*EXERCISE REQUIREMENTS*.
Copy each line of the entries beneath that contains the word "Nauru".

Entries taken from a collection
---
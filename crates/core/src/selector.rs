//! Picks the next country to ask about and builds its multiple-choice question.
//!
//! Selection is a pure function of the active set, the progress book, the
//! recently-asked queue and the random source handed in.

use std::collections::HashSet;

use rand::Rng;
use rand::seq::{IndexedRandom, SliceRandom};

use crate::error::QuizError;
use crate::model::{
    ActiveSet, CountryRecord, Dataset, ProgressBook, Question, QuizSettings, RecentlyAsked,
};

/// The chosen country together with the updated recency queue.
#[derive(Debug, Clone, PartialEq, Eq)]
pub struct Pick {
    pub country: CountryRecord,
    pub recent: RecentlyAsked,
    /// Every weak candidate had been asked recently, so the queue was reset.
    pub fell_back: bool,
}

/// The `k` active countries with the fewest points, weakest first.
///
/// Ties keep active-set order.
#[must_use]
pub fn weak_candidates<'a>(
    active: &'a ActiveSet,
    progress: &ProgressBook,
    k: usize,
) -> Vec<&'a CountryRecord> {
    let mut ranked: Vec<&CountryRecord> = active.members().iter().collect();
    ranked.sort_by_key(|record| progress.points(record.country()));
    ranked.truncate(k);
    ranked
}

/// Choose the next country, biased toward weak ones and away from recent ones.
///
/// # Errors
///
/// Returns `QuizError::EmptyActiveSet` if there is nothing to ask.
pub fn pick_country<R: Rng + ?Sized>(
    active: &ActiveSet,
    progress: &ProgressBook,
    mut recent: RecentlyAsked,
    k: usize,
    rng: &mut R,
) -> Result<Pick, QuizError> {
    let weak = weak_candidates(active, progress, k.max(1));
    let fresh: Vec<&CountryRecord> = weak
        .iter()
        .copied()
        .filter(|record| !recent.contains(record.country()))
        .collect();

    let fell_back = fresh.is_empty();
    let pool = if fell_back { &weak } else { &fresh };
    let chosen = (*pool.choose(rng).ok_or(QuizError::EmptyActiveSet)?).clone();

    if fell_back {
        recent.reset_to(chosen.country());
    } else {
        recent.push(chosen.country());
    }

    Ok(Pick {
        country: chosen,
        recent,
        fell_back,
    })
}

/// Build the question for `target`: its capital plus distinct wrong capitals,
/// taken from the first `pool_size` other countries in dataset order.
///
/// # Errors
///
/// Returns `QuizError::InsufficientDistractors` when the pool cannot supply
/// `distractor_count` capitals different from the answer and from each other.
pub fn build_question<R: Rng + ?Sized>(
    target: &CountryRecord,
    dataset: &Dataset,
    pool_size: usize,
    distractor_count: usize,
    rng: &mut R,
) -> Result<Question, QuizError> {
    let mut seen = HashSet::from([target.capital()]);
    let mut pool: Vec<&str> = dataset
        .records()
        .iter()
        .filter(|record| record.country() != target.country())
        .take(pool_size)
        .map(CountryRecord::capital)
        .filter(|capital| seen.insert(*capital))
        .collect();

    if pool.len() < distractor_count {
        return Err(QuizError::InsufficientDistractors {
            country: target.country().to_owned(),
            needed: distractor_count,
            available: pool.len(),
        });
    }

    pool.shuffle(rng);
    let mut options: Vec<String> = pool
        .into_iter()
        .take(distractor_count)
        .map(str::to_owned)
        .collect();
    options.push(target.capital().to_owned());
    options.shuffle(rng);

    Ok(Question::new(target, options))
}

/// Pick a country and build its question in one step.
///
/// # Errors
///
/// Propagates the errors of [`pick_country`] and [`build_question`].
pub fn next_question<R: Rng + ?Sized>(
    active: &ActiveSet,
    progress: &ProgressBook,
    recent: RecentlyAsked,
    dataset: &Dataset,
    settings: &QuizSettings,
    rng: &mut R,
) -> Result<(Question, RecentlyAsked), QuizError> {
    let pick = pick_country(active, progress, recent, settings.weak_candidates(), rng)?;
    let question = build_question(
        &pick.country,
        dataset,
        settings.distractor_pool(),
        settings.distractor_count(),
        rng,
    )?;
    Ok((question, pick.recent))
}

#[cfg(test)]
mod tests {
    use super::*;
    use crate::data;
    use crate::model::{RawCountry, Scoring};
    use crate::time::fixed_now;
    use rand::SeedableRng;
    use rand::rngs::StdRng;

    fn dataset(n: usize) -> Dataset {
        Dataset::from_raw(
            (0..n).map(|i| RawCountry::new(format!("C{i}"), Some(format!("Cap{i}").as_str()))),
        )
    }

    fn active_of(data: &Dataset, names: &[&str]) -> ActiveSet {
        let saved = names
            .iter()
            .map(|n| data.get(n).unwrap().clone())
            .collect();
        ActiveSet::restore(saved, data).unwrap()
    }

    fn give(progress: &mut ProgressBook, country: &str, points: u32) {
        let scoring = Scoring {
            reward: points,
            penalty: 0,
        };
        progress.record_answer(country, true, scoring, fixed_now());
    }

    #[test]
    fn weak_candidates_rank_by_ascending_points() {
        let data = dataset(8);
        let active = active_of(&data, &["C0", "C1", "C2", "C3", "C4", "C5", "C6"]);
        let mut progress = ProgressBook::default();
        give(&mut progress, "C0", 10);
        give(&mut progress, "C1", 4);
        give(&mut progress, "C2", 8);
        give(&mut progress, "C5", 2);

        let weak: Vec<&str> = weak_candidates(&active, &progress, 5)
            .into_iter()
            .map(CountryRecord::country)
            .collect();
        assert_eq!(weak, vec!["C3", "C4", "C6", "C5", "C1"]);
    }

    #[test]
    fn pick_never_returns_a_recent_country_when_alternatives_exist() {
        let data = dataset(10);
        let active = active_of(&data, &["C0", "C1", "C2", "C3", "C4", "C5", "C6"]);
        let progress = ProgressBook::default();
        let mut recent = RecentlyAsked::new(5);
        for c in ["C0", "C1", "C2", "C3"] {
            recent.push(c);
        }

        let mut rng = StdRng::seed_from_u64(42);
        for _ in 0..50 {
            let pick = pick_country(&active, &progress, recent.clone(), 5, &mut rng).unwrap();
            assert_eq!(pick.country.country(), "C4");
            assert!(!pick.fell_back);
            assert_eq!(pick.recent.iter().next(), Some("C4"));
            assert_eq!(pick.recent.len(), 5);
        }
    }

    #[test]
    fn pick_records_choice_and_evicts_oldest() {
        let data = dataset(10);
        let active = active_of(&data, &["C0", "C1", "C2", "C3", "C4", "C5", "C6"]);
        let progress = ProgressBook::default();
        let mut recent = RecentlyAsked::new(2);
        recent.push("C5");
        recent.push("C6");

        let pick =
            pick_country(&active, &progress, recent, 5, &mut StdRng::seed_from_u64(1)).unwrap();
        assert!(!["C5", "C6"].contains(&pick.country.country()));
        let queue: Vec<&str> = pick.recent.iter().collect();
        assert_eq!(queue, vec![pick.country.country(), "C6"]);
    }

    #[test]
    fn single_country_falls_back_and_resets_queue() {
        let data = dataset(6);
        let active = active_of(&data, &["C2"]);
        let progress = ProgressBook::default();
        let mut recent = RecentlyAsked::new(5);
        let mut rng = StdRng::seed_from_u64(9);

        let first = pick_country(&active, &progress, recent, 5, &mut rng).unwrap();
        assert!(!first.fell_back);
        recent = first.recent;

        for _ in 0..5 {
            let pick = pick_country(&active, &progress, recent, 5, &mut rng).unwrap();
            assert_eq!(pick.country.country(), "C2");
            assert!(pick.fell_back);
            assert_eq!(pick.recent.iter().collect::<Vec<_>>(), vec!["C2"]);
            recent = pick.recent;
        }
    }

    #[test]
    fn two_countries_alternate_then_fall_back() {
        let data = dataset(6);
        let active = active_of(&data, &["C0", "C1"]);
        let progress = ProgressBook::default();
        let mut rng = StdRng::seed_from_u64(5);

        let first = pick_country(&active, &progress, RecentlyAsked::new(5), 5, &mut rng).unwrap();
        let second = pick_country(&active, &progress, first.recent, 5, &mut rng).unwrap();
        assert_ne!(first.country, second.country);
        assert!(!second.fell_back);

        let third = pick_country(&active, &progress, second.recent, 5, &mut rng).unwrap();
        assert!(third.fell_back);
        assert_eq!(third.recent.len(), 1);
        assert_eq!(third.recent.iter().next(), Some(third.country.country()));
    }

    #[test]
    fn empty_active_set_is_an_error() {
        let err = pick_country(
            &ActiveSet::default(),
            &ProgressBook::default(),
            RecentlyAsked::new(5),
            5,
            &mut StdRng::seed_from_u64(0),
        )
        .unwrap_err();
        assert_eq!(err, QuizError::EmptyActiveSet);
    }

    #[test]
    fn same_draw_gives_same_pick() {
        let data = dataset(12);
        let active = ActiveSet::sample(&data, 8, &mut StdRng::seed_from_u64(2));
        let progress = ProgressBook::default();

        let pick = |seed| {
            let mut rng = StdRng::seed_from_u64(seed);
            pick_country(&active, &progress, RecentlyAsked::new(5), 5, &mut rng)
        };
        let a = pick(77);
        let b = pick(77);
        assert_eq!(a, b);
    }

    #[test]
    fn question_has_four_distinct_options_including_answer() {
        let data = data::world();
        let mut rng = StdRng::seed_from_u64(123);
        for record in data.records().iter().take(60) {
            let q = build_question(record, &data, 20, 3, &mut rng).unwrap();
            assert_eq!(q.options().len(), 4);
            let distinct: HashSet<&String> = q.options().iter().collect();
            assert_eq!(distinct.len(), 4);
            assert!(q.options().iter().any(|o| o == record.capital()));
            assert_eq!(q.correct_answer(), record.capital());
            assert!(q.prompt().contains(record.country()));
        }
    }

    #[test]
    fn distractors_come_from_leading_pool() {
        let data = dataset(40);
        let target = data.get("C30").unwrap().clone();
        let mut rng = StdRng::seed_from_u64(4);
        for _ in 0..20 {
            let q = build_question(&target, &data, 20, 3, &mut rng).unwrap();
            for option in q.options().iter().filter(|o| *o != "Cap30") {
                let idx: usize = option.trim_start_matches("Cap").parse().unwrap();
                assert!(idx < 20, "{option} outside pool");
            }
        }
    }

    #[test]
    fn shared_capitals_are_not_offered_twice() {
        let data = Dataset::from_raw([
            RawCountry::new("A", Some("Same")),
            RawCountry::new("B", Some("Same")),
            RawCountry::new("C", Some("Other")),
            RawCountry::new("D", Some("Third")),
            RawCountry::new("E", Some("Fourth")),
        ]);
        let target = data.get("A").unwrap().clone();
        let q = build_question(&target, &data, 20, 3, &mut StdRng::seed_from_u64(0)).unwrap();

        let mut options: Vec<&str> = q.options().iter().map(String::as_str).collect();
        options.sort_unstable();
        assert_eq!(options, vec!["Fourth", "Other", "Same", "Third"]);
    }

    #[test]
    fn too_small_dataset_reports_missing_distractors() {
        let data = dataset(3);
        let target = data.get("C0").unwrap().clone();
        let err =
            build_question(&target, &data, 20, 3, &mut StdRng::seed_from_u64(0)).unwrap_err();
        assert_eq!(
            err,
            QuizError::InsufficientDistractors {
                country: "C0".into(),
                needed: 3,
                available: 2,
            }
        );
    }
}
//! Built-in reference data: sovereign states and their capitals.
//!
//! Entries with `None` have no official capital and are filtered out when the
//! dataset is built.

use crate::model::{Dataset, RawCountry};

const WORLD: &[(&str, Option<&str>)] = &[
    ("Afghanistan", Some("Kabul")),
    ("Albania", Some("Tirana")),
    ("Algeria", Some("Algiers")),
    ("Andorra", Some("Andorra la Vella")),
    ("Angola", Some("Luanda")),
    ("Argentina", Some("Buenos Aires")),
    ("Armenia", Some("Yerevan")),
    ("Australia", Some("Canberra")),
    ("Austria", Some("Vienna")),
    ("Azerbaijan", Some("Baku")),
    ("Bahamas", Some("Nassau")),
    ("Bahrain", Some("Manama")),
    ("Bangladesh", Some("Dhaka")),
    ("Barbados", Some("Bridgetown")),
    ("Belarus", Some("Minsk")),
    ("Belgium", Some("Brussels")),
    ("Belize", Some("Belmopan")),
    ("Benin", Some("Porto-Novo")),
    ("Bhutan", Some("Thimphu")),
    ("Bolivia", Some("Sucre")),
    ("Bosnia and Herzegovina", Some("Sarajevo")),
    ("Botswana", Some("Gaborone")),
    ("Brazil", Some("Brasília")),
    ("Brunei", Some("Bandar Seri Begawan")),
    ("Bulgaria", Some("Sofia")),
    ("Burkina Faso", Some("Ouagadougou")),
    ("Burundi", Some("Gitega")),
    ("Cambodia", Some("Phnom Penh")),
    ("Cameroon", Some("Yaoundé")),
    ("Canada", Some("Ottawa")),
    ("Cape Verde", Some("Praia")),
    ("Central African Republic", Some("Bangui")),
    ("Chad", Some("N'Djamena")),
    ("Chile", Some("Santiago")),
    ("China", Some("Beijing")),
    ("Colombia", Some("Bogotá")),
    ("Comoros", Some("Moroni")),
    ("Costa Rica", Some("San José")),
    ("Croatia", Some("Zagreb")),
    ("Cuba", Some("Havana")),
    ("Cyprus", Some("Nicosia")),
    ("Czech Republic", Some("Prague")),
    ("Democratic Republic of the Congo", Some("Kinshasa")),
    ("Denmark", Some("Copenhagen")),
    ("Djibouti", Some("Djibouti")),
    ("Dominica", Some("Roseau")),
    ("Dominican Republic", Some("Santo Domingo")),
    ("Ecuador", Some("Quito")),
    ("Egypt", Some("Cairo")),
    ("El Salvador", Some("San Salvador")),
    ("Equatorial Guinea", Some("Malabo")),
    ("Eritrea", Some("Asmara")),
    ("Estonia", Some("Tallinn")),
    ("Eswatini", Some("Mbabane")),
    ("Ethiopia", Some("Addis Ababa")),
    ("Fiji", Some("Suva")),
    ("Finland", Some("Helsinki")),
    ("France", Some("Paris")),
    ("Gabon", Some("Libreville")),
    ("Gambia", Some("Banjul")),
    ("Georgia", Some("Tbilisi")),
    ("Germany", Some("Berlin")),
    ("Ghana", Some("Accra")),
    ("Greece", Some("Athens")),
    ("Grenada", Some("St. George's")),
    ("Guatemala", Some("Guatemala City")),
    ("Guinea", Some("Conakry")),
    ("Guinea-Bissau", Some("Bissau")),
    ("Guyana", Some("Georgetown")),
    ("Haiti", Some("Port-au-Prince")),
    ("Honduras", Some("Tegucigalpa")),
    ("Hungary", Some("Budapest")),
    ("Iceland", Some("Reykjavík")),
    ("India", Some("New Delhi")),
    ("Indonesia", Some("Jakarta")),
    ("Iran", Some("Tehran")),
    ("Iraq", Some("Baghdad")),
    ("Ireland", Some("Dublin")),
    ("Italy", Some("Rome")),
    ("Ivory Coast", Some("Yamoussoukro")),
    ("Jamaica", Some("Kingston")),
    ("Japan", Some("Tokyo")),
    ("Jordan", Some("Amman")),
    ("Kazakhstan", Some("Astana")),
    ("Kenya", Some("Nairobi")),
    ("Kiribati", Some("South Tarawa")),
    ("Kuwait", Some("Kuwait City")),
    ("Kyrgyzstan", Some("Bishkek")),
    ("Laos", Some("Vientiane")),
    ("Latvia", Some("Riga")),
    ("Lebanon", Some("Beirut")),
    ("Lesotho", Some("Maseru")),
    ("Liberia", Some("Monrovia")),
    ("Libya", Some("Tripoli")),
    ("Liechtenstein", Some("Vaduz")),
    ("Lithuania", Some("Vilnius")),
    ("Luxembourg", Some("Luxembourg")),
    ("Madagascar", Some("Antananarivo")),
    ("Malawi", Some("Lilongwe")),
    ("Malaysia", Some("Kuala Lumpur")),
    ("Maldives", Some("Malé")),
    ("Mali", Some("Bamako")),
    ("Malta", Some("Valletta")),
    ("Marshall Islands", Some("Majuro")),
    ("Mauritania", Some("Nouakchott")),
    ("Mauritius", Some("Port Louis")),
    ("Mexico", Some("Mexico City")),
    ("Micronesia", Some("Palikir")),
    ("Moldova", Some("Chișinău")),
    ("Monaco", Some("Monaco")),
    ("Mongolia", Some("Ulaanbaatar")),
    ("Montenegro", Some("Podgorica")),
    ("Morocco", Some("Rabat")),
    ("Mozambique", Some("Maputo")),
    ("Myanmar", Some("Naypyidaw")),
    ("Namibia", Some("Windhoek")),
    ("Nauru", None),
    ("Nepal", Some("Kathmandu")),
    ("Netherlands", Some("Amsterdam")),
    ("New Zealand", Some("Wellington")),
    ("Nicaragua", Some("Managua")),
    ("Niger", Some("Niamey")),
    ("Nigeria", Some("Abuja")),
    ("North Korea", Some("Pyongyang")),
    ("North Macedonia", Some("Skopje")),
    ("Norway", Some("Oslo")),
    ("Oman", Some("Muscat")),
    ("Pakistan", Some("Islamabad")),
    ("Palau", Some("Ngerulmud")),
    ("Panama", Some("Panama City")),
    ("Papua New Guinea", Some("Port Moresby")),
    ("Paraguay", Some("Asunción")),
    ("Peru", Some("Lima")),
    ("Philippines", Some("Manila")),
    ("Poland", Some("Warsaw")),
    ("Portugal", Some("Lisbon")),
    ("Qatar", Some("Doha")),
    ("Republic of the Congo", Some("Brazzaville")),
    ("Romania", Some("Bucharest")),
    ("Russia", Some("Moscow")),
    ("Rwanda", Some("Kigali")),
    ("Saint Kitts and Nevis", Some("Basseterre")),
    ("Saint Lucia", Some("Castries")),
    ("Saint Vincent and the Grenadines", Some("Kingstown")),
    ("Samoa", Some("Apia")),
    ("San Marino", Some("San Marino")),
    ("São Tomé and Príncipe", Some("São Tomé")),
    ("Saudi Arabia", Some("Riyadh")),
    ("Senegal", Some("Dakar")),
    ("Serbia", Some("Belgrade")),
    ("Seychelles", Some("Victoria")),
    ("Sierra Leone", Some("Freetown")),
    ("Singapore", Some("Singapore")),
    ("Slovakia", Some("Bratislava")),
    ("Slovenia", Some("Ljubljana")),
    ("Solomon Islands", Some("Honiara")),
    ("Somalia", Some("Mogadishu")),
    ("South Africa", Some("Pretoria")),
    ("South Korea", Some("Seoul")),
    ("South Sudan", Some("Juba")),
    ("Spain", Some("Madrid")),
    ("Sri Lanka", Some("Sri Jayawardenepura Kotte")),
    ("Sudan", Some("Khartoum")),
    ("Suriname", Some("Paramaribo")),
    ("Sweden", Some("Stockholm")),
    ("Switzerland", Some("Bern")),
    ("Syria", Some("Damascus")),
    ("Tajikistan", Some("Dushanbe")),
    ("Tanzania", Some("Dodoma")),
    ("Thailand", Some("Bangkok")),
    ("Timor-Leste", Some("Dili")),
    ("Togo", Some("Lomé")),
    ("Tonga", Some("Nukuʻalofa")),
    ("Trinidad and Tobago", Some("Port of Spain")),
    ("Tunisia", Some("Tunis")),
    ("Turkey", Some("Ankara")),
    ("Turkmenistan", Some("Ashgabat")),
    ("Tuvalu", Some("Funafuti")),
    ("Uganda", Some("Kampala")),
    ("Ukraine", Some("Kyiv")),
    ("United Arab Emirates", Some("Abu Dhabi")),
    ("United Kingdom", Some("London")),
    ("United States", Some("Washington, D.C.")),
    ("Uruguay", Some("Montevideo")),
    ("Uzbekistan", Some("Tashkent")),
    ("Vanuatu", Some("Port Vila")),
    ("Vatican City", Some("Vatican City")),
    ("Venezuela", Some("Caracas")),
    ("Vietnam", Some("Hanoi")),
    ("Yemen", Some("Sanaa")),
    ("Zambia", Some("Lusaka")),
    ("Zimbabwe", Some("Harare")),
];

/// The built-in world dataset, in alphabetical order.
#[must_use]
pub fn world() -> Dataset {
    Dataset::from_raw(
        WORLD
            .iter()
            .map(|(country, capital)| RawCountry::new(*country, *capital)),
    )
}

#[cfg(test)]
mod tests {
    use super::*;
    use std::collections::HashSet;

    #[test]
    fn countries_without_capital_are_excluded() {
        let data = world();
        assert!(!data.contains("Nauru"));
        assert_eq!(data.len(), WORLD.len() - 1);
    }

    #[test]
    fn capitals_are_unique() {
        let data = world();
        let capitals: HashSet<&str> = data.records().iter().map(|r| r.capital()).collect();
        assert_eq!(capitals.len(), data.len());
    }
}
---
*TASK SOLUTION*.
    ("Nauru", None),
        assert!(!data.contains("Nauru"));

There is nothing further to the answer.